Bengalureans, enterprising as ever, decided that a flash protest at midnight at the Town Hall, six hours before Section 144 was to come into effect, was the perfect way to begin the day.
And thus began a day of detentions, with police rounding up the midnight protesters, only to release them a short while later.
Dec 19th 11 am, the Mysore Bank Circle: The exits of Visveshwaraya Metro station were chock-a-block with riot-gear-clad cops standing right at the entrance, not far from a couple of police buses. Closer to the Mysore Bank Circle arch, a bunch of students looked anxiously across the junction.
Around 30-40 people, some students, some members of left organisations, had gathered around in a loose fashion for the protest, only to be completely swamped by cops.
A couple of police buses and a couple of empty BMTC buses stood nearby, waiting for its occupants. Soon enough, the aggression came out in full display, as the police started shouting at us and shoving us around, ordering us to vacate the area. Inching along every few minutes did not evidently cut it. The police finally decided to start picking up people, and students were the first targets.
At Mysore Bank Circle junction, the police picked up two bus-loads of protesters. Soon enough, word came in that the Town Hall protest had been emptied out by detaining everybody there, including noted historian Ramachandra Guha. The visuals of Ram Guha getting dragged into the police van while giving an interview dominated national news for the rest of the day.
More pertinently, his detention appeared to force the Karnataka CM B S Yeddyurappa to ask his police not to take law into their hands, following which Bangalore police even issued a statement that “hot vegetarian food” had been served to the detainees as it was lunch hour. One can only wonder if the same courtesy gets extended regularly to working class Dalit-Bahujan-Adivasi-Muslim detainees whenever they are hauled up in police stations.
Traffic delays, and detentions that came to a stop
The aggressive police action at Town Hall was losing steam fast. It wasn’t long before the detentions descended to farce. Rumour had it that police buses got stuck in Bengaluru’s famed traffic which forced the police to bring in private buses. Several Town Hall protesters were forced into this private bus, only for the clueless driver to turn around and ask the detainees where they had to be taken to. Soon enough, at the next red light, the detainees alighted from the back door and went back to Town Hall.
Another guy was shoved by cops into a KSRTC bus and this guy got into the bus shouting slogans, only to find puzzled passengers staring back at him.

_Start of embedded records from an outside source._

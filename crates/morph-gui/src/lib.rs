//! # morph-gui
//!
//! Graphics backend agnostic primitives for the morphing stepper button.
//!
//! This crate provides the geometry, color, easing and capability traits the
//! widget in `morph-gui-interactive` is written against. It has no dependency
//! on any specific windowing system, text engine or graphics API. Backends
//! live in separate crates like `morph-gui-text` and `morph-gui-winit`.
//!
//! ## Geometry & Units
//!
//! - [`Point`], [`Rect`] - Screen-space geometry in device pixels
//! - [`DeviceMetrics`] - Display density, used by [`dp_to_px`] and [`sp_to_px`]
//!
//! ## Animation
//!
//! - [`Transition`] - Duration and easing of a timed animation
//! - [`EasingFn`] - Easing curves such as [`decelerate`]
//!
//! ## Capabilities
//!
//! - [`TextLayouter`] - Lays text out into lines
//! - [`Resources`] / [`Drawable`] - Icon and color lookup
//! - [`Canvas`] - Painting primitives, with [`PaintList`] as a recording canvas
//! - [`PointerEvent`] - Single-pointer input

mod color;
mod error;
mod input;
mod measure;
mod output;
mod primitives;
mod resources;
pub mod transition;
mod units;

pub use color::*;
pub use error::*;
pub use input::*;
pub use measure::*;
pub use output::*;
pub use primitives::*;
pub use resources::*;
pub use transition::*;
pub use units::*;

The bus was a regular passenger bus going to Chintamani, a nearby town. After briefing the passengers about the protest, he calmly got down and made his way back to Town Hall.
Lessons in solidarity
Did the police think that civil society would cave in after the first group got detained? Or did they believe that by jamming internet and phone lines in the heart of Bengaluru, they could prevent a determined populace from making its stand? Either way, people kept pouring in towards Town Hall, and soon enough the police relented.
Leaderless but clearly not rudderless
Having observed multiple protests at Town Hall, this was easily the biggest and the most spontaneous protest, and it showed no signs of ebbing well into the afternoon, despite several rumours flying around thick and fast that lathi-charge or tear gas might begin any minute as the protest no longer had “permission”.

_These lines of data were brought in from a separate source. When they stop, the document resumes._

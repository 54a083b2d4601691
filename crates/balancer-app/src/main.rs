use std::env;
use std::sync::Arc;

use anyhow::{Context, Result};
use tokio::sync::{mpsc, watch};
use tokio::task::JoinHandle;
use tracing::{info, warn};

use balancer_app::actuators::{EdimaxPlug, SysfsGpio, SysfsPwm};
use balancer_app::liveness::SystemdNotifier;
use balancer_app::{BalancerConfig, ChargeController, ControlLoop};
use device_worker::{InverterDevice, InverterDeviceConfig, MeterDevice, MeterDeviceConfig};
use telemetry_sink::{sink_task, Publisher};
use transport::{MulticastReceiver, SerialTransport};

#[derive(Debug, Clone, Copy, PartialEq, Eq)]
enum Mode {
    Inverter,
    Charger,
}

#[tokio::main]
async fn main() -> Result<()> {
    tracing_subscriber::fmt::init();

    let mode = parse_mode_arg()?;
    let config_path = parse_config_arg();
    let config = BalancerConfig::load_with_path(config_path).context("load config failed")?;
    config.validate().context("config validation failed")?;
    let (shutdown_tx, shutdown_rx) = watch::channel(false);

    if let Some(listen) = config.telemetry.prometheus_listen {
        metrics_exporter_prometheus::PrometheusBuilder::new()
            .with_http_listener(listen)
            .install()
            .context("prometheus exporter init failed")?;
        info!(%listen, "prometheus exporter listening");
    }

    let publisher = match config.telemetry.influx.clone() {
        Some(influx) => Publisher::new_influx(influx).context("influx publisher init failed")?,
        None => Publisher::new_log(),
    };
    let (telemetry_tx, telemetry_rx) = mpsc::channel(config.telemetry.channel_capacity);
    let sink_handle = tokio::spawn(sink_task(
        telemetry_rx,
        publisher,
        shutdown_rx.clone(),
        config.telemetry.batch_size,
    ));

    let mut worker_handles = Vec::new();
    let mut meter_worker_config = config.worker.clone();
    meter_worker_config.poll_interval = config.meter.poll_interval;
    let meter_device = MeterDevice::new(
        MulticastReceiver::new(config.meter.multicast.clone()),
        MeterDeviceConfig {
            serial_number: config.meter.serial_number,
            options: config.meter.options,
        },
    );
    let (meter, meter_join) = device_worker::spawn(meter_device, meter_worker_config, None);
    worker_handles.push(meter_join);

    let loop_handle = match mode {
        Mode::Inverter => {
            let (inverter_device, runtime) = InverterDevice::new(
                SerialTransport::new(config.inverter.serial.clone()),
                InverterDeviceConfig {
                    inverter_id: config.inverter.inverter_id,
                    max_increase_watt: config.inverter.max_increase_watt,
                },
            );
            let (inverter, inverter_join) = device_worker::spawn(
                inverter_device,
                config.worker.clone(),
                Some(telemetry_tx.clone()),
            );
            worker_handles.push(inverter_join);

            let relay = SysfsGpio::open(&config.inverter.gpio_base, config.inverter.relay_pin)
                .await
                .context("relay gpio init failed")?;
            let load = EdimaxPlug::new(config.load.clone()).context("smart plug init failed")?;

            let control = ControlLoop::new(
                &config,
                meter,
                inverter,
                runtime,
                Arc::new(relay),
                Arc::new(load),
            )
            .with_liveness(Arc::new(SystemdNotifier))
            .with_telemetry(telemetry_tx.clone());
            tokio::spawn(control.run(shutdown_rx.clone()))
        }
        Mode::Charger => {
            let pwm = SysfsPwm::open(&config.charger.pwm_chip, config.charger.pwm_channel)
                .await
                .context("pwm init failed")?;
            let plug = EdimaxPlug::new(config.load.clone()).context("smart plug init failed")?;

            let controller = ChargeController::new(&config, meter, Arc::new(plug), Arc::new(pwm))
                .with_liveness(Arc::new(SystemdNotifier))
                .with_telemetry(telemetry_tx.clone());
            tokio::spawn(controller.run(shutdown_rx.clone()))
        }
    };
    drop(telemetry_tx);
    info!(?mode, "balancer running");

    wait_for_shutdown().await;
    info!("shutdown signal received");
    let _ = shutdown_tx.send(true);

    join_logged("control loop", loop_handle).await;
    for handle in worker_handles {
        join_logged("device worker", handle).await;
    }
    join_logged("telemetry sink", sink_handle).await;
    Ok(())
}

async fn join_logged(task: &'static str, handle: JoinHandle<()>) {
    if let Err(err) = handle.await {
        warn!(task, error = %err, "task join failed");
    }
}

#[cfg(unix)]
async fn wait_for_shutdown() {
    use tokio::signal::unix::{signal, SignalKind};

    let mut terminate = match signal(SignalKind::terminate()) {
        Ok(stream) => stream,
        Err(err) => {
            warn!(error = %err, "SIGTERM handler install failed");
            let _ = tokio::signal::ctrl_c().await;
            return;
        }
    };
    tokio::select! {
        _ = tokio::signal::ctrl_c() => {}
        _ = terminate.recv() => {}
    }
}

#[cfg(not(unix))]
async fn wait_for_shutdown() {
    let _ = tokio::signal::ctrl_c().await;
}

fn parse_config_arg() -> Option<String> {
    parse_arg("--config")
}

fn parse_mode_arg() -> Result<Mode> {
    match parse_arg("--mode").as_deref() {
        None | Some("inverter") => Ok(Mode::Inverter),
        Some("charger") => Ok(Mode::Charger),
        Some(other) => anyhow::bail!("unknown --mode {other:?}, expected inverter or charger"),
    }
}

fn parse_arg(name: &str) -> Option<String> {
    let prefix = format!("{name}=");
    let mut args = env::args().skip(1);
    while let Some(arg) = args.next() {
        if arg == name {
            return args.next();
        }
        if let Some(value) = arg.strip_prefix(prefix.as_str()) {
            return Some(value.to_string());
        }
    }
    None
}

People from different backgrounds responded in one voice to slogans that invoked everybody from Ambedkar to Fatima Sheikh to Gandhi, and most of all the Constitution that appears to be the target of the central government’s legislations. Protestors condemned centre’s ‘Hindutva agenda’. Bananas, biscuits, water bottles and even candies were being distributed along at regular intervals.

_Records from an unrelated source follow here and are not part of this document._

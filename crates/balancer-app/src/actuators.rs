//! Thin adapters for the hardware the control loops switch.
//!
//! The loops only see the [`Relay`], [`SwitchedLoad`] and [`PwmOutput`]
//! traits; the sysfs and HTTP implementations live here.

use std::path::{Path, PathBuf};
use std::time::Duration;

use async_trait::async_trait;
use quick_xml::events::Event;
use quick_xml::Reader;
use thiserror::Error;
use tracing::{debug, warn};

#[derive(Debug, Error)]
pub enum ActuatorError {
    #[error("io error on {path}: {source}")]
    Io {
        path: PathBuf,
        #[source]
        source: std::io::Error,
    },
    #[error("unexpected value {value:?} in {path}")]
    Parse { path: PathBuf, value: String },
    #[error("http error: {0}")]
    Http(#[from] reqwest::Error),
    #[error("smart plug answered without {0}")]
    MissingField(&'static str),
    #[error("xml error: {0}")]
    Xml(#[from] quick_xml::Error),
}

/// Binary output with read-back, e.g. the inverter's AC relay.
#[async_trait]
pub trait Relay: Send + Sync {
    async fn set(&self, on: bool) -> Result<(), ActuatorError>;

    async fn is_on(&self) -> Result<bool, ActuatorError>;
}

/// A switchable consumer that reports its present draw.
#[async_trait]
pub trait SwitchedLoad: Send + Sync {
    async fn set(&self, on: bool) -> Result<(), ActuatorError>;

    async fn is_on(&self) -> Result<bool, ActuatorError>;

    async fn power_watt(&self) -> Result<f64, ActuatorError>;
}

/// Continuous control voltage for the charger.
#[async_trait]
pub trait PwmOutput: Send + Sync {
    async fn set_volt(&self, volt: f64) -> Result<(), ActuatorError>;

    async fn volt(&self) -> Result<f64, ActuatorError>;
}

async fn write_file(path: &Path, value: &str) -> Result<(), ActuatorError> {
    tokio::fs::write(path, value)
        .await
        .map_err(|source| ActuatorError::Io {
            path: path.to_path_buf(),
            source,
        })
}

async fn read_file(path: &Path) -> Result<String, ActuatorError> {
    let content = tokio::fs::read_to_string(path)
        .await
        .map_err(|source| ActuatorError::Io {
            path: path.to_path_buf(),
            source,
        })?;
    Ok(content.trim().to_string())
}

/// A GPIO pin driven through `/sys/class/gpio`.
#[derive(Debug, Clone)]
pub struct SysfsGpio {
    pin_dir: PathBuf,
}

impl SysfsGpio {
    /// Exports the pin if needed and configures it as an output.
    pub async fn open(base_dir: impl AsRef<Path>, pin: u32) -> Result<Self, ActuatorError> {
        let base_dir = base_dir.as_ref();
        let pin_dir = base_dir.join(format!("gpio{pin}"));
        if !tokio::fs::metadata(&pin_dir).await.is_ok_and(|meta| meta.is_dir()) {
            write_file(&base_dir.join("export"), &format!("{pin}\n")).await?;
        }
        write_file(&pin_dir.join("direction"), "out\n").await?;
        debug!(pin, "gpio configured as output");
        Ok(Self { pin_dir })
    }
}

#[async_trait]
impl Relay for SysfsGpio {
    async fn set(&self, on: bool) -> Result<(), ActuatorError> {
        write_file(&self.pin_dir.join("value"), if on { "1\n" } else { "0\n" }).await
    }

    async fn is_on(&self) -> Result<bool, ActuatorError> {
        let path = self.pin_dir.join("value");
        match read_file(&path).await?.as_str() {
            "0" => Ok(false),
            "1" => Ok(true),
            other => Err(ActuatorError::Parse {
                path,
                value: other.to_string(),
            }),
        }
    }
}

pub const PWM_PERIOD_NS: u32 = 100_000;
pub const PWM_MAX_VOLT: f64 = 3.33;
const PWM_FULL_SCALE_DUTY: f64 = 98_140.0;

/// A PWM channel under `/sys/class/pwm/pwmchipN`.
#[derive(Debug, Clone)]
pub struct SysfsPwm {
    channel_dir: PathBuf,
}

impl SysfsPwm {
    /// Exports `channel` on `chip_dir`, sets the period and enables it.
    pub async fn open(chip_dir: impl AsRef<Path>, channel: u32) -> Result<Self, ActuatorError> {
        let chip_dir = chip_dir.as_ref();
        let channel_dir = chip_dir.join(format!("pwm{channel}"));
        if !tokio::fs::metadata(&channel_dir).await.is_ok_and(|meta| meta.is_dir()) {
            write_file(&chip_dir.join("export"), &format!("{channel}\n")).await?;
        }
        write_file(&channel_dir.join("period"), &format!("{PWM_PERIOD_NS}\n")).await?;
        write_file(&channel_dir.join("enable"), "1\n").await?;
        write_file(&channel_dir.join("polarity"), "normal\n").await?;
        Ok(Self { channel_dir })
    }
}

pub fn volt_to_duty(volt: f64) -> u32 {
    let volt = volt.clamp(0.0, PWM_MAX_VOLT);
    (PWM_FULL_SCALE_DUTY / PWM_MAX_VOLT * volt) as u32
}

pub fn duty_to_volt(duty: u32) -> f64 {
    let volt = PWM_MAX_VOLT / PWM_FULL_SCALE_DUTY * f64::from(duty);
    (volt * 100.0).round() / 100.0
}

#[async_trait]
impl PwmOutput for SysfsPwm {
    async fn set_volt(&self, volt: f64) -> Result<(), ActuatorError> {
        if volt > PWM_MAX_VOLT {
            warn!(volt, max = PWM_MAX_VOLT, "pwm voltage above maximum, clamping");
        }
        let duty = volt_to_duty(volt);
        debug!(volt, duty, "pwm duty cycle");
        write_file(&self.channel_dir.join("duty_cycle"), &format!("{duty}\n")).await
    }

    async fn volt(&self) -> Result<f64, ActuatorError> {
        let path = self.channel_dir.join("duty_cycle");
        let value = read_file(&path).await?;
        let duty = value
            .parse::<u32>()
            .map_err(|_| ActuatorError::Parse { path, value })?;
        Ok(duty_to_volt(duty))
    }
}

#[derive(Debug, Clone)]
pub struct EdimaxConfig {
    pub host: String,
    pub port: u16,
    pub username: String,
    pub password: String,
    pub timeout_ms: u64,
}

impl Default for EdimaxConfig {
    fn default() -> Self {
        Self {
            host: "192.168.1.50".to_string(),
            port: 10_000,
            username: "admin".to_string(),
            password: "1234".to_string(),
            timeout_ms: 5_000,
        }
    }
}

const STATE_TAG: &str = "Device.System.Power.State";
const POWER_TAG: &str = "Device.System.Power.NowPower";

/// Smart plug speaking the Edimax XML command protocol.
#[derive(Debug, Clone)]
pub struct EdimaxPlug {
    client: reqwest::Client,
    url: String,
    username: String,
    password: String,
}

impl EdimaxPlug {
    pub fn new(config: EdimaxConfig) -> Result<Self, ActuatorError> {
        let client = reqwest::Client::builder()
            .timeout(Duration::from_millis(config.timeout_ms))
            .build()?;
        Ok(Self {
            client,
            url: format!("http://{}:{}/smartplug.cgi", config.host, config.port),
            username: config.username,
            password: config.password,
        })
    }

    async fn command(&self, body: String) -> Result<String, ActuatorError> {
        let response = self
            .client
            .post(&self.url)
            .basic_auth(&self.username, Some(&self.password))
            .body(body)
            .send()
            .await?
            .error_for_status()?;
        Ok(response.text().await?)
    }
}

pub fn edimax_request(command: &str, inner: &str) -> String {
    format!(
        "<?xml version=\"1.0\" encoding=\"UTF8\"?>\
         <SMARTPLUG id=\"edimax\"><CMD id=\"{command}\">{inner}</CMD></SMARTPLUG>"
    )
}

/// Text content of the first `tag` element in an Edimax response.
pub fn edimax_field(xml: &str, tag: &'static str) -> Result<String, ActuatorError> {
    let mut reader = Reader::from_str(xml);
    reader.trim_text(true);

    let mut buf = Vec::new();
    let mut inside = false;
    loop {
        match reader.read_event_into(&mut buf)? {
            Event::Start(ref event) if event.name().as_ref() == tag.as_bytes() => inside = true,
            Event::Text(ref text) if inside => {
                return Ok(text.unescape()?.into_owned());
            }
            Event::End(_) if inside => return Err(ActuatorError::MissingField(tag)),
            Event::Eof => return Err(ActuatorError::MissingField(tag)),
            _ => {}
        }
        buf.clear();
    }
}

#[async_trait]
impl SwitchedLoad for EdimaxPlug {
    async fn set(&self, on: bool) -> Result<(), ActuatorError> {
        let state = if on { "ON" } else { "OFF" };
        let inner = format!("<{STATE_TAG}>{state}</{STATE_TAG}>");
        self.command(edimax_request("setup", &inner)).await?;
        Ok(())
    }

    async fn is_on(&self) -> Result<bool, ActuatorError> {
        let inner = format!("<{STATE_TAG}></{STATE_TAG}>");
        let response = self.command(edimax_request("get", &inner)).await?;
        Ok(edimax_field(&response, STATE_TAG)? == "ON")
    }

    async fn power_watt(&self) -> Result<f64, ActuatorError> {
        let inner = format!("<NOW_POWER><{POWER_TAG}></{POWER_TAG}></NOW_POWER>");
        let response = self.command(edimax_request("get", &inner)).await?;
        let value = edimax_field(&response, POWER_TAG)?;
        value.trim().parse::<f64>().map_err(|_| ActuatorError::Parse {
            path: PathBuf::from(POWER_TAG),
            value,
        })
    }
}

There was a huge representation of students, who were in some cases, even accompanied by their parents. Protests in India are seldom family affairs, but this one might just have been one. By late afternoon, as word went around that all the Bengaluru protesters had been released, (no doubt thanks to the tireless efforts of the many advocates who stood by the protesters) clean-up of the disposables had also begun in right earnest.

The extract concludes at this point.